Scoop: TikTok eyes more social networking features
- Sara Fischer, author of Axios Media Trends

Illustration: Allie Carl/Axios
TikTok has posted a slew of new jobs in the past week for roles that include building more social networking and private messaging features.
Why it matters: Inside TikTok, there's concern that users are sharing TikTok videos externally on other social media and messaging apps when they want to discuss them with friends, sources told Axios.
- Retaining user engagement within the app could help the company as it looks to offer functions beyond video entertainment, such as live shopping.
Details: According to the new job listings, TikTok is looking to hire engineers and product managers to work on a specific social interaction team that builds new social engagement features.
- In roles posted for Android and iOS engineers based in San Jose, California, TikTok says the team is looking to build a platform that "enables users to meet and interact with their real-life friends seamlessly on TikTok, and encourage them to share their life moments with each other and stay connected regardless of where they are."
- Another job listing, for a product manager for "TikTok Social" based in San Jose, says the company is looking "to expand the boundaries of TikTok by encouraging building meaningful social connections between users."

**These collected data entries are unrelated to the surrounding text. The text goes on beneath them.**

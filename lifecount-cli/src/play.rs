use console::{style, Key, Term};
use eyre::Result;
use lifecount_core::{truncate_string, App, CardFace, ComputedCard, Presentation};
use tokio::sync::mpsc;
use tracing::debug;

use crate::utils::{clear_terminal, progress_bar};

#[derive(Clone, Copy, Debug, PartialEq, Eq)]
enum Action {
    Next,
    Previous,
    Toggle,
    Quit,
}

impl Action {
    fn from_key(key: &Key) -> Option<Self> {
        match key {
            Key::ArrowRight | Key::Char('l') | Key::Char('n') => Some(Self::Next),
            Key::ArrowLeft | Key::Char('h') | Key::Char('p') => Some(Self::Previous),
            Key::Char(' ') | Key::Enter => Some(Self::Toggle),
            Key::Char('q') | Key::Escape => Some(Self::Quit),
            _ => None,
        }
    }
}

/// Reads keys on a blocking thread until quit is pressed or nobody listens anymore.
fn read_keys() -> mpsc::UnboundedReceiver<Action> {
    let (tx, rx) = mpsc::unbounded_channel();

    tokio::task::spawn_blocking(move || {
        let term = Term::stdout();
        loop {
            let key = match term.read_key() {
                Ok(key) => key,
                Err(e) => {
                    debug!("stopped reading keys: {e}");
                    return;
                }
            };

            let Some(action) = Action::from_key(&key) else {
                continue;
            };

            if tx.send(action).is_err() || action == Action::Quit {
                return;
            }
        }
    });

    rx
}

pub async fn play(mut app: App) -> Result<()> {
    let term = Term::stdout();
    let mut presentations = app.subscribe();
    let mut keys = read_keys();

    term.hide_cursor()?;

    let res: Result<()> = async {
        render(&term, &presentations.borrow_and_update())?;

        loop {
            tokio::select! {
                changed = presentations.changed() => {
                    if changed.is_err() {
                        break;
                    }
                    let presentation = presentations.borrow_and_update().clone();
                    render(&term, &presentation)?;
                }
                action = keys.recv() => match action {
                    Some(Action::Next) => app.next(),
                    Some(Action::Previous) => app.previous(),
                    Some(Action::Toggle) => app.toggle_play(),
                    Some(Action::Quit) | None => break,
                },
            }
        }

        Ok(())
    }
    .await;

    app.pause();
    term.show_cursor()?;
    clear_terminal()?;
    res
}

fn render(term: &Term, presentation: &Presentation) -> Result<()> {
    clear_terminal()?;
    let width = (term.size().1 as usize).clamp(20, 72);

    match presentation {
        Presentation::Loading => term.write_line(&style("loading...").dim().to_string())?,
        Presentation::NoData => {
            term.write_line("no active activities to show")?;
            term.write_line(&style("q to quit").dim().to_string())?;
        }
        Presentation::Focused {
            card,
            position,
            len,
            autoplay,
            progress,
        } => {
            for line in card_lines(card, width) {
                term.write_line(&line)?;
            }

            let state = if *autoplay { "▶" } else { "⏸" };
            term.write_line("")?;
            term.write_line(&format!(
                "{} {}  {}/{}",
                state,
                style(progress_bar(*progress, width.saturating_sub(12))).cyan(),
                position + 1,
                len
            ))?;
            term.write_line(
                &style("←/→ browse  space pause/play  q quit")
                    .dim()
                    .to_string(),
            )?;
        }
    }

    Ok(())
}

fn card_lines(card: &ComputedCard, width: usize) -> Vec<String> {
    let activity = &card.activity;
    let mut lines = vec![
        format!(
            "{} {}",
            activity.icon,
            style(truncate_string(&activity.name, width)).bold()
        ),
        style(&activity.category).dim().to_string(),
        String::new(),
    ];

    match &card.face {
        CardFace::Count { .. } => {
            lines.push(style(card.face.headline()).bold().yellow().to_string());
            lines.push(format!("more times, {}", activity.frequency));
        }
        CardFace::Money { .. } => {
            lines.push(style(card.face.headline()).bold().green().to_string());
            if let Some(detail) = card.face.detail() {
                lines.push(format!("left to spend at {detail}"));
            }
        }
        CardFace::Quote { .. } => {
            lines.push(style(truncate_string(&card.face.headline(), width * 3)).italic().to_string());
            if let Some(detail) = card.face.detail() {
                lines.push(style(detail).dim().to_string());
            }
        }
    }

    if !matches!(card.face, CardFace::Quote { .. }) {
        if !activity.description.is_empty() {
            lines.push(String::new());
            lines.push(truncate_string(&activity.description, width));
        }
        lines.push(String::new());
        lines.push(
            style(format!(
                "{}% behind you, {} of {}",
                card.completion_percentage,
                card.total_occurrences - card.remaining_occurrences.min(card.total_occurrences),
                card.total_occurrences
            ))
            .dim()
            .to_string(),
        );
    }

    lines
}

#[cfg(test)]
mod tests {
    use super::*;

    #[test]
    fn key_bindings() {
        assert_eq!(Action::from_key(&Key::ArrowRight), Some(Action::Next));
        assert_eq!(Action::from_key(&Key::Char('h')), Some(Action::Previous));
        assert_eq!(Action::from_key(&Key::Char(' ')), Some(Action::Toggle));
        assert_eq!(Action::from_key(&Key::Escape), Some(Action::Quit));
        assert_eq!(Action::from_key(&Key::Char('x')), None);
    }
}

Between the lines: Part of the push to help users connect with their real-world contacts includes beefing up TikTok's direct messaging feature.
- While TikTok does currently offer direct messaging, its functionality is very limited.
- One job posting for a backend tech lead on behalf of TikTok's messaging team acknowledges that TikTok's messaging experience is in "its infancy."
- The job description said candidates will be responsible for leading a backend technical team "in the field of social function to explore and implement diversified social solutions."
- They will also be expected to "collaborate with business teams and use unique features of various countries & regions to deliver a distinctive TikTok social solution such as messaging."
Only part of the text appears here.